Smith, A. 1 , Monaghan, P. 2 & Huettig, F. 1, 3
1 Max Planck Institute for Psycholinguistics, Nijmegen, The Netherlands
2 Department of Psychology, Lancaster University, Lancaster, United Kingdom
3 Donders Institute for Brain, Cognition, and Behaviour, Radboud University, Nijmegen, The Netherlands
Current cognitive models of spoken word recognition and comprehension are underspecified with respect to when and how multimodal information interacts. We compare two computational models both of which permit the integration of concurrent information within linguistic and non-linguistic processing streams, however their architectures differ critically in the level at which multimodal information interacts. We compare the predictions of the Multimodal Integration Model (MIM) of language processing (Smith, Monaghan & Huettig, 2014), which implements full interactivity between modalities, to a model in which interaction between modalities is restricted to lexical representations which we represent by an extended multimodal version of the TRACE model of spoken word recognition (McClelland & Elman, 1986).
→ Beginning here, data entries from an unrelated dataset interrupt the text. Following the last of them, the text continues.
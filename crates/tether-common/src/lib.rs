//! Common utilities for tether
//!
//! This crate provides shared functionality used across all tether crates.

pub mod config;
pub mod error;
pub mod error_handling;
pub mod logging;

pub use config::{get_config, set_config, JsonMode, TetherConfig};
pub use error::{Result, TetherError};
pub use logging::init_logging;
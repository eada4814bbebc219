//! `tether.mongo`: client, collection and cursor handles
//!
//! Every method blocks until the driver answers. Handles keep their parents
//! alive: a cursor keeps its collection, a collection keeps its client.

use pyo3::prelude::*;
use tether_mongodb::{Collection, Connection, CursorIterator, DocumentValue, QueryCursor};

use crate::conversion::to_py_err;
use crate::document::PyBson;

fn options_of<'a>(options: &'a Option<PyRef<'_, PyBson>>) -> Option<&'a DocumentValue> {
    options.as_ref().map(|opts| opts.document())
}

/// Connection to a MongoDB deployment
#[pyclass(name = "MongoClient", module = "tether.mongo", unsendable)]
pub struct PyMongoClient {
    connection: Connection,
}

#[pymethods]
impl PyMongoClient {
    #[pyo3(name = "getDatabaseNamesNative", signature = (options=None))]
    fn database_names(&self, options: Option<PyRef<'_, PyBson>>) -> PyResult<Vec<String>> {
        self.connection
            .database_names(options_of(&options))
            .map_err(to_py_err)
    }

    #[pyo3(name = "getCollection")]
    fn collection(&self, database: &str, name: &str) -> PyResult<PyMongoCollection> {
        let collection = self.connection.collection(database, name).map_err(to_py_err)?;
        Ok(PyMongoCollection { collection })
    }

    fn ping(&self) -> PyResult<()> {
        self.connection.ping().map_err(to_py_err)
    }

    fn __repr__(&self) -> String {
        format!("MongoClient(driver={})", self.connection.driver_name())
    }
}

/// A collection of a `MongoClient`
#[pyclass(name = "MongoCollection", module = "tether.mongo", unsendable)]
pub struct PyMongoCollection {
    collection: Collection,
}

#[pymethods]
impl PyMongoCollection {
    #[pyo3(name = "insertOneNative", signature = (doc, options=None))]
    fn insert_one(
        &self,
        doc: PyRef<'_, PyBson>,
        options: Option<PyRef<'_, PyBson>>,
    ) -> PyResult<()> {
        self.collection
            .insert_one(doc.document(), options_of(&options))
            .map_err(to_py_err)
    }

    #[pyo3(name = "insertManyNative", signature = (docs, options=None))]
    fn insert_many(
        &self,
        docs: Vec<PyRef<'_, PyBson>>,
        options: Option<PyRef<'_, PyBson>>,
    ) -> PyResult<()> {
        self.collection
            .insert_many(docs.iter().map(|doc| doc.document()), options_of(&options))
            .map_err(to_py_err)
    }

    #[pyo3(name = "replaceNative", signature = (filter, data, options=None))]
    fn replace_one(
        &self,
        filter: PyRef<'_, PyBson>,
        data: PyRef<'_, PyBson>,
        options: Option<PyRef<'_, PyBson>>,
    ) -> PyResult<()> {
        self.collection
            .replace_one(filter.document(), data.document(), options_of(&options))
            .map_err(to_py_err)
    }

    #[pyo3(name = "updateOneNative", signature = (filter, data, options=None))]
    fn update_one(
        &self,
        filter: PyRef<'_, PyBson>,
        data: PyRef<'_, PyBson>,
        options: Option<PyRef<'_, PyBson>>,
    ) -> PyResult<()> {
        self.collection
            .update_one(filter.document(), data.document(), options_of(&options))
            .map_err(to_py_err)
    }

    #[pyo3(name = "updateManyNative", signature = (filter, data, options=None))]
    fn update_many(
        &self,
        filter: PyRef<'_, PyBson>,
        data: PyRef<'_, PyBson>,
        options: Option<PyRef<'_, PyBson>>,
    ) -> PyResult<()> {
        self.collection
            .update_many(filter.document(), data.document(), options_of(&options))
            .map_err(to_py_err)
    }

    #[pyo3(name = "deleteOneNative", signature = (filter, options=None))]
    fn delete_one(
        &self,
        filter: PyRef<'_, PyBson>,
        options: Option<PyRef<'_, PyBson>>,
    ) -> PyResult<()> {
        self.collection
            .delete_one(filter.document(), options_of(&options))
            .map_err(to_py_err)
    }

    #[pyo3(name = "deleteManyNative", signature = (filter, options=None))]
    fn delete_many(
        &self,
        filter: PyRef<'_, PyBson>,
        options: Option<PyRef<'_, PyBson>>,
    ) -> PyResult<()> {
        self.collection
            .delete_many(filter.document(), options_of(&options))
            .map_err(to_py_err)
    }

    #[pyo3(name = "findNative", signature = (filter, options=None))]
    fn find(
        &self,
        filter: PyRef<'_, PyBson>,
        options: Option<PyRef<'_, PyBson>>,
    ) -> PyResult<PyMongoCursor> {
        let cursor = self
            .collection
            .find(filter.document(), options_of(&options))
            .map_err(to_py_err)?;
        Ok(PyMongoCursor { cursor })
    }

    #[pyo3(name = "lenNative", signature = (filter, options=None))]
    fn count(
        &self,
        filter: PyRef<'_, PyBson>,
        options: Option<PyRef<'_, PyBson>>,
    ) -> PyResult<i64> {
        self.collection
            .count(filter.document(), options_of(&options))
            .map_err(to_py_err)
    }

    #[pyo3(name = "getName")]
    fn name(&self) -> String {
        self.collection.name().to_string()
    }

    #[pyo3(name = "getDatabaseName")]
    fn database_name(&self) -> String {
        self.collection.database_name().to_string()
    }

    fn __repr__(&self) -> String {
        format!("MongoCollection({})", self.collection.qualified_name())
    }
}

/// Results of `findNative`
#[pyclass(name = "MongoCursor", module = "tether.mongo", unsendable)]
pub struct PyMongoCursor {
    cursor: QueryCursor,
}

#[pymethods]
impl PyMongoCursor {
    /// An iterator over the results; it does not keep the cursor alive
    fn each(&self) -> PyMongoCursorIter {
        PyMongoCursorIter {
            iter: self.cursor.each(),
            _cursor: None,
        }
    }

    /// Iterator for `for` loops; unlike `each()` it holds the cursor
    fn __iter__(slf: &Bound<'_, Self>) -> PyResult<PyMongoCursorIter> {
        let iter = slf.try_borrow()?.cursor.each();
        Ok(PyMongoCursorIter {
            iter,
            _cursor: Some(slf.clone().unbind()),
        })
    }
}

/// Steps a `MongoCursor`; each result is valid until the next step
#[pyclass(name = "MongoCursorIter", module = "tether.mongo", unsendable)]
pub struct PyMongoCursorIter {
    iter: CursorIterator,
    // Set only for `iter(cursor)`, where Python drops the cursor itself.
    _cursor: Option<Py<PyMongoCursor>>,
}

#[pymethods]
impl PyMongoCursorIter {
    /// The next result, or `None` at the end
    fn next(&self) -> PyResult<Option<PyBson>> {
        let next = self.iter.next().map_err(to_py_err)?;
        Ok(next.map(PyBson::wrap))
    }

    fn __iter__(slf: PyRef<'_, Self>) -> PyRef<'_, Self> {
        slf
    }

    fn __next__(&self) -> PyResult<Option<PyBson>> {
        self.next()
    }
}

/// Open a client; the connection string is checked on first use
#[pyfunction]
#[pyo3(name = "newClient")]
fn new_client(uri: &str) -> PyMongoClient {
    PyMongoClient {
        connection: Connection::open(uri),
    }
}

/// Register the mongo module
pub fn register_module(m: &Bound<'_, PyModule>) -> PyResult<()> {
    m.add_class::<PyMongoClient>()?;
    m.add_class::<PyMongoCollection>()?;
    m.add_class::<PyMongoCursor>()?;
    m.add_class::<PyMongoCursorIter>()?;
    m.add_function(wrap_pyfunction!(new_client, m)?)?;
    m.add("__doc__", "Blocking MongoDB handles over the Rust driver")?;
    Ok(())
}

#[cfg(test)]
mod tests {
    use bson::doc;
    use tether_common::error::python::UsageError;
    use tether_mongodb::MemoryDriver;

    use super::*;

    fn cursor_over(py: Python<'_>, rows: i64) -> Bound<'_, PyMongoCursor> {
        let driver = MemoryDriver::new();
        driver.seed("db", "items", (0..rows).map(|i| doc! { "i": i }));
        let connection = Connection::open_with(&driver, "memory://");
        let collection = connection.collection("db", "items").unwrap();
        let cursor = collection.find(&DocumentValue::new(), None).unwrap();
        Bound::new(py, PyMongoCursor { cursor }).unwrap()
    }

    #[test]
    fn test_for_loop_keeps_its_cursor() {
        Python::with_gil(|py| {
            let cursor = cursor_over(py, 3);
            let rows = cursor.try_iter().unwrap();
            drop(cursor);

            let mut seen = Vec::new();
            for row in rows {
                let row = row.unwrap();
                let row = row.downcast::<PyBson>().unwrap().borrow();
                assert!(row.document().is_borrowed());
                seen.push(row.document().to_document().unwrap());
            }
            assert_eq!(seen, (0..3_i64).map(|i| doc! { "i": i }).collect::<Vec<_>>());
        });
    }

    #[test]
    fn test_each_does_not_keep_its_cursor() {
        Python::with_gil(|py| {
            let cursor = cursor_over(py, 2);
            let iter = cursor.call_method0("each").unwrap();
            assert!(!iter.call_method0("next").unwrap().is_none());

            drop(cursor);
            let err = iter.call_method0("next").unwrap_err();
            assert!(err.is_instance_of::<UsageError>(py));
        });
    }

    #[test]
    fn test_next_stays_none_at_end() {
        Python::with_gil(|py| {
            let cursor = cursor_over(py, 0);
            let iter = cursor.call_method0("each").unwrap();
            for _ in 0..3 {
                assert!(iter.call_method0("next").unwrap().is_none());
            }
        });
    }
}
Our results demonstrate that previous visual world data sets involving phonological onset similarity are compatible with both models, whereas our novel experimental data on rhyme similarity is able to distinguish between competing architectures. The fully interactive MIM system correctly predicts a greater influence of visual and semantic information relative to phonological rhyme information on gaze behaviour, while by contrast a system that restricts multimodal interaction to the lexical level overestimates the influence of phonological rhyme, thereby providing an upper limit for when information interacts in multimodal tasks.